You can’t change your genes, but you can change your behavior. You can take steps to prevent disease, lower your risk, or find problems early when treatments work best.
Screening Saves Lives!
Your genome, like your fingerprint, is unique to you and you alone. While the idea of medicine being personalized to your genetic code is certainly up and coming, in many ways we have a long way to go before genetics can be fully incorporated into public health and healthcare at-large. However, this is not the case for genomic medicine across the board. In fact, we have the technology and the know-how to save millions of lives right now, today, using genetic testing.
Cascade genetic screening is the process of actively finding and screening family members of individuals with certain genetic conditions for which life-saving interventions exist. There are currently two million people in the world with one of three life threatening genetic diseases, and we have a screening method that can help save these lives!
The first of these three diseases, hereditary breast and ovarian cancer, occurs when you inherit specific mutations in certain genes that overwhelmingly increase your risk for developing breast and ovarian cancer. The second, Lynch syndrome, (or hereditary nonpolyposis colorectal cancer) is an inherited disorder that increases your risk for developing approximately ten cancers, especially cancers of the large intestine. The third disorder, familial hypercholesterolemia, stops your body from getting rid of bad cholesterol, which in turn causes high cholesterol, heart disease, and heart attacks in otherwise healthy individuals. Each of these diseases can be life threatening and can affect thousands of people in the US every year.
Family health history plays an important role in cascade screening, as it often takes detailed knowledge of family health to diagnose any one of these conditions. If for example many women in a particular family have had breast and/or ovarian cancer at an early age, a doctor or genetic counselor might recommend genetic testing to see if these individuals have hereditary breast and ovarian cancer. Similarly, if high cholesterol and a history of heart attack or stroke run in your family, having a genetic test for familial hypercholesterolemia would help you and your family understand why so many relatives struggle with heart disease and enable those carrying the gene causing the increased risk of developing the problem to take important steps to start a cycle of prevention and allow for early screening and detection.

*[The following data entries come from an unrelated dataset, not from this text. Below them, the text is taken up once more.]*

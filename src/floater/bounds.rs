//! Hull bounding volumes.

use glam::Vec3;

/// Axis-aligned box in body-local space
#[derive(Debug, Clone, Copy, PartialEq)]
pub struct Aabb {
    pub min: Vec3,
    pub max: Vec3,
}

impl Aabb {
    pub fn new(min: Vec3, max: Vec3) -> Result<Self, String> {
        if !min.is_finite() || !max.is_finite() {
            return Err("hull bounds must be finite".to_string());
        }
        if min.cmpgt(max).any() {
            return Err(format!("hull bounds min {} exceeds max {}", min, max));
        }
        Ok(Self { min, max })
    }

    /// Box centered on the body origin with the given half extents
    pub fn from_half_extents(half: Vec3) -> Result<Self, String> {
        Self::new(-half, half)
    }

    /// Smallest box containing every point
    pub fn from_points(points: &[Vec3]) -> Result<Self, String> {
        let Some(first) = points.first() else {
            return Err("cannot bound an empty point set".to_string());
        };
        let (min, max) = points
            .iter()
            .fold((*first, *first), |(min, max), p| (min.min(*p), max.max(*p)));
        Self::new(min, max)
    }

    pub fn center(&self) -> Vec3 {
        (self.min + self.max) * 0.5
    }

    pub fn size(&self) -> Vec3 {
        self.max - self.min
    }

    /// Sphere through the box corners
    pub fn bounding_sphere(&self) -> Sphere {
        Sphere {
            center: self.center(),
            radius: self.size().length() * 0.5,
        }
    }
}

/// Collision sphere; the center follows the body, the radius is fixed
#[derive(Debug, Clone, Copy, PartialEq)]
pub struct Sphere {
    pub center: Vec3,
    pub radius: f32,
}

impl Sphere {
    pub fn contains(&self, point: Vec3) -> bool {
        self.center.distance_squared(point) <= self.radius * self.radius
    }

    pub fn intersects(&self, other: &Sphere) -> bool {
        let reach = self.radius + other.radius;
        self.center.distance_squared(other.center) <= reach * reach
    }
}
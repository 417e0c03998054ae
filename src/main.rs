//! Seafloat - headless ocean run
//!
//! Floats a handful of boats on the configured Gerstner sea and logs what
//! the physics core does with them, frame by frame.

use std::f32::consts::TAU;

use clap::Parser;
use glam::{Quat, Vec3};

use seafloat::cli::Args;
use seafloat::fleet::{Fleet, FleetEvent};
use seafloat::floater::{Aabb, BodyTransform, Floater, SharedOrigin};
use seafloat::params::SimConfig;

/// Spacing of the spawn ring (meters)
const SPAWN_RING_RADIUS_M: f32 = 400.0;

/// Boats start this far under rest level, like the hull sits in the water
const SPAWN_DEPTH_M: f32 = -3.0;

/// Log every N ticks
const STATUS_INTERVAL: u32 = 60;

/// Bow, stern, port and starboard sample points of a generic hull
fn hull_anchors() -> Vec<Vec3> {
    vec![
        Vec3::new(0.0, 0.0, -8.0),
        Vec3::new(0.0, 0.0, 8.0),
        Vec3::new(-3.0, 0.0, 0.0),
        Vec3::new(3.0, 0.0, 0.0),
    ]
}

/// Spawn pose of boat `index`: the first at the center, the rest on a ring
fn spawn_pose(index: usize, count: usize) -> BodyTransform {
    if index == 0 {
        return BodyTransform::at(Vec3::new(0.0, SPAWN_DEPTH_M, -50.0));
    }
    let angle = TAU * index as f32 / (count.max(2) - 1) as f32;
    let position = Vec3::new(
        angle.cos() * SPAWN_RING_RADIUS_M,
        SPAWN_DEPTH_M,
        angle.sin() * SPAWN_RING_RADIUS_M,
    );
    BodyTransform::at(position).with_orientation(Quat::from_rotation_y(angle))
}

fn build_fleet(config: &SimConfig, boats: usize, origin: &SharedOrigin) -> Result<Fleet<BodyTransform>, String> {
    let mut fleet = Fleet::from_config(config)?;
    let hull = Aabb::from_half_extents(Vec3::new(3.5, 2.0, 9.0))?;

    for index in 0..boats {
        let mut floater = Floater::new(spawn_pose(index, boats), hull_anchors(), hull, config.floater)?;
        if index == 0 {
            floater.set_primary(origin.clone());
        }
        fleet.launch(floater)?;
    }
    Ok(fleet)
}

fn main() -> Result<(), Box<dyn std::error::Error>> {
    env_logger::init();
    let args = Args::parse();

    println!("Seafloat - Gerstner ocean physics core");
    println!("Initializing systems...\n");

    let config = args.load_config()?;
    let origin = SharedOrigin::new();
    let mut fleet = build_fleet(&config, args.boats, &origin)?;

    let command = args.helm_command();
    if let Some(camera_boat) = fleet.boats().first().map(|boat| boat.id()) {
        fleet.steer(camera_boat, command);
    }

    log::info!(
        "Simulating {} boats for {} ticks of {:.4}s ({} wave components, sharpness {:.3})",
        fleet.len(),
        args.ticks,
        args.dt,
        fleet.field().components().len(),
        fleet.field().total_sharpness()
    );

    for tick in 1..=args.ticks {
        for event in fleet.tick(args.dt) {
            match event {
                FleetEvent::LeftWater(id) => log::info!("Tick {}: {} left the water", tick, id),
                FleetEvent::Respawned(id) => log::info!("Tick {}: {} respawned", tick, id),
                FleetEvent::Sunk(id) => log::info!("Tick {}: {} sunk", tick, id),
            }
        }

        if tick % STATUS_INTERVAL == 0 {
            for boat in fleet.boats() {
                let body = boat.floater.body();
                log::info!(
                    "Tick {}: {} pos=({:.2}, {:.2}, {:.2}) speed={:.1} fate={:?}",
                    tick,
                    boat.id(),
                    body.position.x,
                    body.position.y,
                    body.position.z,
                    boat.floater.speed(),
                    boat.fate()
                );
            }
            let uniforms = fleet.uniforms(origin.get());
            log::debug!(
                "Tick {}: render origin ({:.1}, {:.1}), wave time {:.2}s",
                tick,
                uniforms.origin_offset[0],
                uniforms.origin_offset[1],
                uniforms.time
            );
        }
    }

    println!("\nFinal state after {:.2}s of wave time:", fleet.clock().time());
    for boat in fleet.boats() {
        let body = boat.floater.body();
        println!(
            "  {}: position ({:.2}, {:.2}, {:.2}), heading {:.3} rad, speed {:.1}",
            boat.id(),
            body.position.x,
            body.position.y,
            body.position.z,
            boat.floater.heading,
            boat.floater.speed()
        );
    }

    Ok(())
}
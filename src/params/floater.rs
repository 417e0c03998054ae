//! Buoyancy smoothing parameters.

use serde::Deserialize;

/// Per-body smoothing constants
#[derive(Debug, Clone, Copy, PartialEq, Deserialize)]
#[serde(default)]
pub struct FloaterParams {
    /// Fraction of the way toward the target position moved each tick
    /// (dimensionless, 0 < blend <= 1)
    pub blend_factor: f32,

    /// Attitude rotation budget (radians per second of delta time)
    pub rotation_rate_rad_per_s: f32,

    /// Display scale for the speed readout (distance · scale · delta)
    pub speed_scale: f32,
}

impl Default for FloaterParams {
    fn default() -> Self {
        Self {
            blend_factor: 0.25,
            rotation_rate_rad_per_s: 0.2,
            speed_scale: 1000.0,
        }
    }
}

impl FloaterParams {
    /// Validate configuration (all constants must be positive)
    pub fn validate(&self) -> Result<(), String> {
        if !(self.blend_factor > 0.0 && self.blend_factor <= 1.0) {
            return Err(format!(
                "blend factor must be in (0, 1], got {}",
                self.blend_factor
            ));
        }
        if !(self.rotation_rate_rad_per_s > 0.0) || !self.rotation_rate_rad_per_s.is_finite() {
            return Err(format!(
                "rotation rate must be positive, got {}",
                self.rotation_rate_rad_per_s
            ));
        }
        if !(self.speed_scale > 0.0) || !self.speed_scale.is_finite() {
            return Err(format!(
                "speed scale must be positive, got {}",
                self.speed_scale
            ));
        }
        Ok(())
    }
}
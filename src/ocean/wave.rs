//! Single Gerstner wave component and the per-point sample it contributes to.

use glam::{Vec2, Vec3};

/// Directions shorter than this cannot be normalized reliably
const MIN_DIRECTION_LENGTH: f32 = 1e-6;

/// One sinusoidal contributor to the wave field
///
/// Immutable once built. The direction is stored normalized.
#[derive(Debug, Clone, Copy, PartialEq)]
pub struct WaveComponent {
    direction: Vec2,
    frequency: f32,
    amplitude: f32,
    steepness: f32,
    speed: f32,
}

impl WaveComponent {
    /// Create a wave component
    ///
    /// # Arguments
    /// * `direction` - Travel direction in the XZ plane (`x` = world X, `y` = world Z), any length > 0
    /// * `frequency` - Spatial frequency `k` (radians per meter)
    /// * `amplitude` - Crest height above rest level (meters)
    /// * `steepness` - Horizontal displacement scale `q` (dimensionless)
    /// * `speed` - Phase rate `c` (radians per second of clock time)
    pub fn new(
        direction: Vec2,
        frequency: f32,
        amplitude: f32,
        steepness: f32,
        speed: f32,
    ) -> Result<Self, String> {
        if !direction.is_finite() || direction.length() < MIN_DIRECTION_LENGTH {
            return Err(format!(
                "wave direction must be a non-zero finite vector, got {}",
                direction
            ));
        }
        if !(frequency > 0.0) || !frequency.is_finite() {
            return Err(format!("wave frequency must be positive, got {}", frequency));
        }
        if !amplitude.is_finite() || amplitude < 0.0 {
            return Err(format!("wave amplitude must be non-negative, got {}", amplitude));
        }
        if !steepness.is_finite() {
            return Err(format!("wave steepness must be finite, got {}", steepness));
        }
        if !speed.is_finite() {
            return Err(format!("wave speed must be finite, got {}", speed));
        }

        Ok(Self {
            direction: direction.normalize(),
            frequency,
            amplitude,
            steepness,
            speed,
        })
    }

    pub fn direction(&self) -> Vec2 {
        self.direction
    }

    pub fn frequency(&self) -> f32 {
        self.frequency
    }

    pub fn amplitude(&self) -> f32 {
        self.amplitude
    }

    pub fn steepness(&self) -> f32 {
        self.steepness
    }

    pub fn speed(&self) -> f32 {
        self.speed
    }

    pub fn wavelength(&self) -> f32 {
        std::f32::consts::TAU / self.frequency
    }

    /// Crest sharpness `q·a·k`; a sum above 1.0 over all components folds the surface
    pub fn sharpness(&self) -> f32 {
        self.steepness.abs() * self.amplitude * self.frequency
    }
}

/// Result of evaluating the wave field at one point
#[derive(Debug, Clone, Copy, PartialEq)]
pub struct WaveSample {
    /// World position of the displaced surface point
    pub position: Vec3,
    /// Raw displacement (horizontal Gerstner offset + height)
    pub offset: Vec3,
    /// Unit surface normal
    pub normal: Vec3,
}

impl WaveSample {
    /// Sample of undisturbed water at `(x, z)`
    pub fn flat(x: f32, z: f32) -> Self {
        Self {
            position: Vec3::new(x, 0.0, z),
            offset: Vec3::ZERO,
            normal: Vec3::Y,
        }
    }

    /// Surface height (meters above rest level)
    pub fn height(&self) -> f32 {
        self.position.y
    }
}
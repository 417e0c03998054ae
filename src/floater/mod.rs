//! Floating bodies: buoyancy sampling, attitude smoothing and the scene hooks
//! they drive.

mod body;
mod bounds;
mod origin;
mod probe;
mod transform;

pub use body::{FloatState, Floater};
pub use bounds::{Aabb, Sphere};
pub use origin::{OriginHook, SharedOrigin};
pub use probe::{gravity_slide, AnchorProbe, FloaterProbe};
pub use transform::{BodyTransform, Transform};
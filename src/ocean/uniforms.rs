//! GPU uniform layout of the wave field, so the renderer draws the surface the
//! physics samples.

use bytemuck::{Pod, Zeroable};
use glam::Vec2;

use super::field::WaveField;

/// Maximum number of components the ocean shader sums
pub const MAX_GPU_WAVES: usize = 8;

/// One wave component as laid out in the shader (32 bytes)
#[repr(C)]
#[derive(Copy, Clone, Debug, Default, PartialEq, Pod, Zeroable)]
pub struct GpuWave {
    pub direction: [f32; 2],
    pub frequency: f32,
    pub amplitude: f32,
    pub steepness: f32,
    pub speed: f32,
    pub _padding: [f32; 2], // Pad to 32 bytes for WGSL array stride
}

/// Uniform buffer for the ocean surface shader
#[repr(C)]
#[derive(Copy, Clone, Debug, Pod, Zeroable)]
pub struct WaveUniforms {
    pub waves: [GpuWave; MAX_GPU_WAVES],
    pub wave_count: u32,
    pub time: f32,
    /// Render origin (world XZ) the water mesh is re-centered on
    pub origin_offset: [f32; 2],
}

impl WaveUniforms {
    /// Pack a wave field for upload
    ///
    /// Components beyond [`MAX_GPU_WAVES`] are dropped with a warning.
    pub fn new(field: &WaveField, time_s: f32, origin_offset: Vec2) -> Self {
        let components = field.components();
        if components.len() > MAX_GPU_WAVES {
            log::warn!(
                "Wave field has {} components, shader only sums the first {}",
                components.len(),
                MAX_GPU_WAVES
            );
        }

        let mut waves = [GpuWave::default(); MAX_GPU_WAVES];
        for (slot, wave) in waves.iter_mut().zip(components) {
            *slot = GpuWave {
                direction: wave.direction().to_array(),
                frequency: wave.frequency(),
                amplitude: wave.amplitude(),
                steepness: wave.steepness(),
                speed: wave.speed(),
                _padding: [0.0; 2],
            };
        }

        Self {
            waves,
            wave_count: components.len().min(MAX_GPU_WAVES) as u32,
            time: time_s,
            origin_offset: origin_offset.to_array(),
        }
    }
}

In cascade screening, relatives of individuals with any one of these conditions are also genetically screened for the disease in the hopes of diagnosing more people early on, possibly before they have symptoms and when treatments and prevention techniques are most effective. Cascade screening has the potential to be a useful tool in public health, because the at-risk target population is the immediate family of previously diagnosed individuals.
Cascade screening could not only save many lives that could be affected by cancer or heart disease, but using genetic testing as a means to prevent these diseases or control the symptoms will also save money that might otherwise be spent on costly treatments further down the line. By connecting those dots of family health history, we can use genetics as a public health tool to find disease and treat it before it happens.